MAAS 3.2.9 creates for Calico Interfaces 80.000 fabrics

Bug #2043970 reported by Erik Dyka
20
This bug affects 3 people
Affects Status Importance Assigned to Milestone
MAAS
Fix Committed
High
Björn Tillenius
3.3
Won't Fix
High
Björn Tillenius
3.4
Fix Committed
High
Björn Tillenius
3.5
Fix Committed
High
Björn Tillenius

Bug Description

I could no longer customise the network configuration of individual servers or display the list of fabrics over the UI. After some searching I was able to find out that fabrics were created in the database every 15 minutes. As a result, the database table fabrics contains about 80t data records and the maas UI crashes on loading. BTW the event table has 14.000.000 entrys

Maas manages four VMs running a K8 cluster, with a master and worker node running on two machines each. Apparently the hardware sync recognizes calico interfaces from the K8 cluster every 15 minutes and creates a fabric for each interface.

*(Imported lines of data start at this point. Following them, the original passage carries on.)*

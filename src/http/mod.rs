//! HTTP client module with retry logic and error classification.
//!
//! # Structure
//!
//! - `transport` - the collaborator performing one exchange (reqwest-backed)
//! - `executor` - one attempt: call the transport, time it, classify the outcome
//! - `retry` - the attempt loop, delays and exclusions
//! - `client` - the configured facade exposing `do_request`
//! - `observe` - the sink receiving one record per attempt
//! - `cancel` - caller-driven cancellation

mod cancel;
mod client;
mod executor;
mod observe;
mod response;
mod retry;
mod transport;

pub use cancel::Cancellation;
pub use client::{HttpClient, RequestOptions};
pub use executor::AttemptOutcome;
pub use observe::{
    AttemptRecord, LogObserver, NoopObserver, Observer, format_preflight, format_record,
};
pub use response::{Reply, Response};
pub use retry::{MAX_RETRIES, RETRY_DELAY, RetryPolicy};
pub use transport::{
    Body, Credentials, Headers, Payload, ReqwestTransport, Transport, TransportError,
    TransportRequest, TransportResponse,
};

Is it possible to avoid this behaviour?

Name Version Rev Tracking Publisher Notes
maas 3.2.9-12055-g.c3d5597a7 31022 3.2/stable canonical✓

maas runs with regiond/rackd on a 22.04

Related branches

Revision history for this message
Erik Dyka (erikdy) wrote :
Erik Dyka (erikdy)
information type: Public → Public Security
information type: Public Security → Public
Erik Dyka (erikdy)
description: updated
Revision history for this message
Alberto Donato (ack) wrote :

Could you please describe your network setup (where is calico and maas running, how are networks defined). Also please attach regiond/rackd.log from MAAS

Changed in maas:
status: New → Incomplete
Revision history for this message
Erik Dyka (erikdy) wrote (last edit ):

We have a head node and a storage server. VMs are running on both. see picture. The maas with rackd and regiond runs as a VM on the head node. All other VMs are registered in the maas via qemu+ssh. In addition to the two machines, we also have 5 nodes that are simply provisioned via the maas. However, these are not configured and are currently irrelevant.
Also we have to Switches, one for the management Network, in this network operates the maas system.
The second switch is for the internal network. This can also be used to access the storage via 25 GBit or for the machines to communicate with each other.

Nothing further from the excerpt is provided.